● **WHAT YOU WILL DO**
Transcribe the listing below only from the line with "(dir, store)" up to and including the line with "assert_eq!(response.complete_path.first(), Some(&(50.0, 50.0)));".

------

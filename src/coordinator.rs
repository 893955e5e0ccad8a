//! The Coordinator: drives the full `/optimize_path` pipeline end to end.

use std::sync::atomic::{AtomicU64, Ordering};
use std::sync::OnceLock;
use std::time::{Duration, Instant, SystemTime, UNIX_EPOCH};

use serde::{Deserialize, Serialize};
use tracing::{info, warn};

use crate::assembler::PathAssembler;
use crate::errors::{EngineError, Result};
use crate::grid::{grid_to_real, PhysicalPoint};
use crate::layout::{LayoutManager, LayoutStore};
use crate::pathfinding::{compute_all_paths, resolve_algorithm};
use crate::poi::{POIMapper, POIValidation};
use crate::sequencer;

static REQUEST_COUNTER: AtomicU64 = AtomicU64::new(0);
static PROCESS_START_UNIX: OnceLock<u64> = OnceLock::new();

fn next_request_id() -> String {
    let start = *PROCESS_START_UNIX.get_or_init(|| {
        SystemTime::now()
            .duration_since(UNIX_EPOCH)
            .map(|d| d.as_secs())
            .unwrap_or(0)
    });
    let seq = REQUEST_COUNTER.fetch_add(1, Ordering::Relaxed);
    format!("{start:x}-{seq}")
}

fn default_distance_threshold_cm() -> f64 {
    2000.0
}

fn default_max_runtime_s() -> f64 {
    60.0
}

fn default_algorithm() -> String {
    "astar".to_string()
}

#[derive(Debug, Clone, Deserialize)]
pub struct OptimizeRequest {
    pub poi_coordinates: Vec<PhysicalPoint>,
    #[serde(default = "default_distance_threshold_cm")]
    pub distance_threshold_cm: f64,
    #[serde(default = "default_max_runtime_s")]
    pub max_runtime_s: f64,
    #[serde(default)]
    pub include_return_to_start: bool,
    #[serde(default = "default_algorithm")]
    pub pathfinding_algorithm: String,
    #[serde(default)]
    pub diagonal_movement: bool,
}

#[derive(Debug, Clone, Serialize)]
pub struct OptimizationStats {
    pub algorithm: String,
    pub diagonal_movement: bool,
    pub paths_computed: usize,
    pub paths_failed: usize,
    pub paths_skipped_threshold: usize,
    pub success_rate: f64,
    pub average_path_length: f64,
    pub pathfinding_wall_time_ms: f64,
    pub sequencer_backend: String,
    pub algorithm_substituted: bool,
}

#[derive(Debug, Clone, Serialize)]
pub struct FallbackPathfindingSummary {
    pub calls: usize,
    pub successes: usize,
    pub failures: usize,
}

#[derive(Debug, Clone, Serialize)]
pub struct PathSummary {
    pub total_points: usize,
    pub segments: usize,
    pub fallback_pathfinding: FallbackPathfindingSummary,
}

#[derive(Debug, Clone, Serialize)]
pub struct OptimizeResponse {
    pub success: bool,
    pub total_distance: f64,
    pub visiting_order: Vec<usize>,
    pub complete_path: Vec<(f64, f64)>,
    pub poi_count: usize,
    pub computation_time: f64,
    pub layout_hash: String,
    pub generated_layout_svg: bool,
    pub optimization_stats: OptimizationStats,
    pub path_summary: PathSummary,
}

pub struct Coordinator;

impl Coordinator {
    /// Run the full pipeline per spec §4.8: load, validate, map, (in
    /// parallel) refresh the SVG and compute paths, sequence, assemble,
    /// convert to physical coordinates.
    pub fn optimize(
        store: &LayoutStore,
        manager: &LayoutManager,
        request: OptimizeRequest,
    ) -> Result<OptimizeResponse> {
        let request_id = next_request_id();
        let started = Instant::now();

        let (grid, hash) = store.load_current()?;

        if request.poi_coordinates.len() < 2 {
            return Err(EngineError::TooFewPOIs {
                got: request.poi_coordinates.len(),
            });
        }

        let mapping = POIMapper::map(
            &grid,
            &request.poi_coordinates,
            request.distance_threshold_cm,
        )?;

        let (algorithm, substituted) = resolve_algorithm(&request.pathfinding_algorithm);
        if substituted {
            warn!(
                request_id = %request_id,
                requested = %request.pathfinding_algorithm,
                fallback = algorithm.as_str(),
                "unsupported pathfinding algorithm, substituting"
            );
        }

        let mut generated_svg = false;
        let mut paths_result = None;

        std::thread::scope(|scope| {
            let svg_handle = scope.spawn(|| manager.ensure_svg(store, &grid, hash));

            paths_result = Some(compute_all_paths(
                &mapping.grid_with_poi,
                &mapping.poi_grid,
                algorithm,
                request.diagonal_movement,
                mapping.distance_threshold_grid,
            ));

            match svg_handle.join() {
                Ok(Ok(outcome)) => generated_svg = outcome.regenerated,
                Ok(Err(e)) => warn!(request_id = %request_id, error = %e, "SVG refresh failed"),
                Err(_) => warn!(request_id = %request_id, "SVG refresh thread panicked"),
            }
        });

        let mut all_paths = paths_result.expect("pathfinding always runs");

        let sequencer_result = sequencer::solve(
            &all_paths.distance,
            Duration::from_secs_f64(request.max_runtime_s.max(0.0)),
        )?;

        let assembled = PathAssembler::assemble(
            &mapping.grid_with_poi,
            &mapping.poi_grid,
            &sequencer_result.order,
            &mut all_paths.path,
            &mut all_paths.distance,
            algorithm,
            request.diagonal_movement,
            request.include_return_to_start,
        );

        let edge = grid.edge_length_cm();
        let complete_path: Vec<(f64, f64)> = assembled
            .cells
            .iter()
            .map(|&c| {
                let p = grid_to_real(c, edge);
                (p.x, p.y)
            })
            .collect();

        let computation_time = started.elapsed().as_secs_f64();
        info!(
            request_id = %request_id,
            poi_count = mapping.poi_grid.len(),
            total_distance = assembled.total_distance,
            computation_time,
            "optimize_path complete"
        );

        Ok(OptimizeResponse {
            success: true,
            total_distance: assembled.total_distance,
            visiting_order: sequencer_result.order,
            complete_path,
            poi_count: mapping.poi_grid.len(),
            computation_time,
            layout_hash: hash.to_hex(),
            generated_layout_svg: generated_svg,
            optimization_stats: OptimizationStats {
                algorithm: all_paths.stats.algorithm,
                diagonal_movement: all_paths.stats.diagonal_movement,
                paths_computed: all_paths.stats.paths_computed,
                paths_failed: all_paths.stats.paths_failed,
                paths_skipped_threshold: all_paths.stats.paths_skipped_threshold,
                success_rate: all_paths.stats.success_rate,
                average_path_length: all_paths.stats.average_path_length,
                pathfinding_wall_time_ms: all_paths.stats.wall_time_ms,
                sequencer_backend: format!("{:?}", sequencer_result.backend),
                algorithm_substituted: substituted,
            },
            path_summary: PathSummary {
                total_points: assembled.cells.len(),
                segments: assembled.cells.len().saturating_sub(1),
                fallback_pathfinding: FallbackPathfindingSummary {
                    calls: assembled.fallback.calls,
                    successes: assembled.fallback.successes,
                    failures: assembled.fallback.failures,
                },
            },
        })
    }

    /// Steps 1-3 only, for `/validate_poi_placement`: load the current
    /// layout and report the per-POI validation summary without running
    /// the rest of the pipeline.
    pub fn validate_poi_placement(
        store: &LayoutStore,
        poi_coordinates: &[PhysicalPoint],
    ) -> Result<Vec<POIValidation>> {
        let (grid, _hash) = store.load_current()?;
        Ok(POIMapper::validate(&grid, poi_coordinates))
    }
}

#[cfg(test)]
mod tests {
    use super::*;
    use crate::layout::format;
    use crate::grid::Grid;
    use tempfile::{tempdir, TempDir};

    fn seeded_store() -> (TempDir, LayoutStore) {
        let dir = tempdir().unwrap();
        let store = LayoutStore::new(dir.path()).unwrap();
        let grid = Grid::new(vec![0; 9], 3, 3, 100.0, vec![]).unwrap();
        let payload = format::encode(&grid, None).unwrap();
        store.save(&payload).unwrap();
        (dir, store)
    }

    #[test]
    fn happy_path_returns_a_valid_permutation() {
        let (_dir, store) = seeded_store();
        let manager = LayoutManager::new();
        let request = OptimizeRequest {
            poi_coordinates: vec![
                PhysicalPoint::new(50.0, 50.0),
                PhysicalPoint::new(50.0, 250.0),
            ],
            distance_threshold_cm: 2000.0,
            max_runtime_s: 1.0,
            include_return_to_start: false,
            pathfinding_algorithm: "astar".to_string(),
            diagonal_movement: false,
        };

        let response = Coordinator::optimize(&store, &manager, request).unwrap();
        assert!(response.success);
        let mut order = response.visiting_order.clone();
        order.sort();
        assert_eq!(order, vec![0, 1]);
        assert_eq!(response.complete_path.first(), Some(&(50.0, 50.0)));
        assert_eq!(response.complete_path.last(), Some(&(50.0, 250.0)));
    }

    #[test]
    fn too_few_pois_is_rejected_after_loading_layout() {
        let (_dir, store) = seeded_store();
        let manager = LayoutManager::new();
        let request = OptimizeRequest {
            poi_coordinates: vec![PhysicalPoint::new(50.0, 50.0)],
            distance_threshold_cm: 2000.0,
            max_runtime_s: 1.0,
            include_return_to_start: false,
            pathfinding_algorithm: "astar".to_string(),
            diagonal_movement: false,
        };
        let err = Coordinator::optimize(&store, &manager, request).unwrap_err();
        assert_eq!(err.kind(), "TooFewPOIs");
    }

    #[test]
    fn missing_layout_is_reported_even_with_too_few_pois() {
        let dir = tempdir().unwrap();
        let store = LayoutStore::new(dir.path()).unwrap();
        let manager = LayoutManager::new();
        let request = OptimizeRequest {
            poi_coordinates: vec![PhysicalPoint::new(50.0, 50.0)],
            distance_threshold_cm: 2000.0,
            max_runtime_s: 1.0,
            include_return_to_start: false,
            pathfinding_algorithm: "astar".to_string(),
            diagonal_movement: false,
        };
        let err = Coordinator::optimize(&store, &manager, request).unwrap_err();
        assert_eq!(err.kind(), "NoLayout");
    }

    #[test]
    fn unsupported_algorithm_falls_back_without_erroring() {
        let (_dir, store) = seeded_store();
        let manager = LayoutManager::new();
        let request = OptimizeRequest {
            poi_coordinates: vec![
                PhysicalPoint::new(50.0, 50.0),
                PhysicalPoint::new(50.0, 250.0),
            ],
            distance_threshold_cm: 2000.0,
            max_runtime_s: 1.0,
            include_return_to_start: false,
            pathfinding_algorithm: "jps".to_string(),
            diagonal_movement: false,
        };
        let response = Coordinator::optimize(&store, &manager, request).unwrap();
        assert!(response.success);
        assert_eq!(response.optimization_stats.algorithm, "astar");
        assert!(response.optimization_stats.algorithm_substituted);
    }

    #[test]
    fn return_to_start_closes_the_physical_loop() {
        let (_dir, store) = seeded_store();
        let manager = LayoutManager::new();
        let request = OptimizeRequest {
            poi_coordinates: vec![
                PhysicalPoint::new(50.0, 50.0),
                PhysicalPoint::new(50.0, 250.0),
                PhysicalPoint::new(250.0, 150.0),
            ],
            distance_threshold_cm: 2000.0,
            max_runtime_s: 1.0,
            include_return_to_start: true,
            pathfinding_algorithm: "astar".to_string(),
            diagonal_movement: false,
        };
        let response = Coordinator::optimize(&store, &manager, request).unwrap();
        assert_eq!(response.complete_path.first(), response.complete_path.last());
    }

    #[test]
    fn validate_poi_placement_reports_without_failing() {
        let (_dir, store) = seeded_store();
        let summary = Coordinator::validate_poi_placement(
            &store,
            &[PhysicalPoint::new(50.0, 50.0), PhysicalPoint::new(9999.0, 9999.0)],
        )
        .unwrap();
        assert_eq!(summary.len(), 2);
    }
}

------

● **ANSWER FOR THIS EXERCISE**
        (dir, store)
    }

    #[test]
    fn happy_path_returns_a_valid_permutation() {
        let (_dir, store) = seeded_store();
        let manager = LayoutManager::new();
        let request = OptimizeRequest {
            poi_coordinates: vec![
                PhysicalPoint::new(50.0, 50.0),
                PhysicalPoint::new(50.0, 250.0),
            ],
            distance_threshold_cm: 2000.0,
            max_runtime_s: 1.0,
            include_return_to_start: false,
            pathfinding_algorithm: "astar".to_string(),
            diagonal_movement: false,
        };

        let response = Coordinator::optimize(&store, &manager, request).unwrap();
        assert!(response.success);
        let mut order = response.visiting_order.clone();
        order.sort();
        assert_eq!(order, vec![0, 1]);
        assert_eq!(response.complete_path.first(), Some(&(50.0, 50.0)));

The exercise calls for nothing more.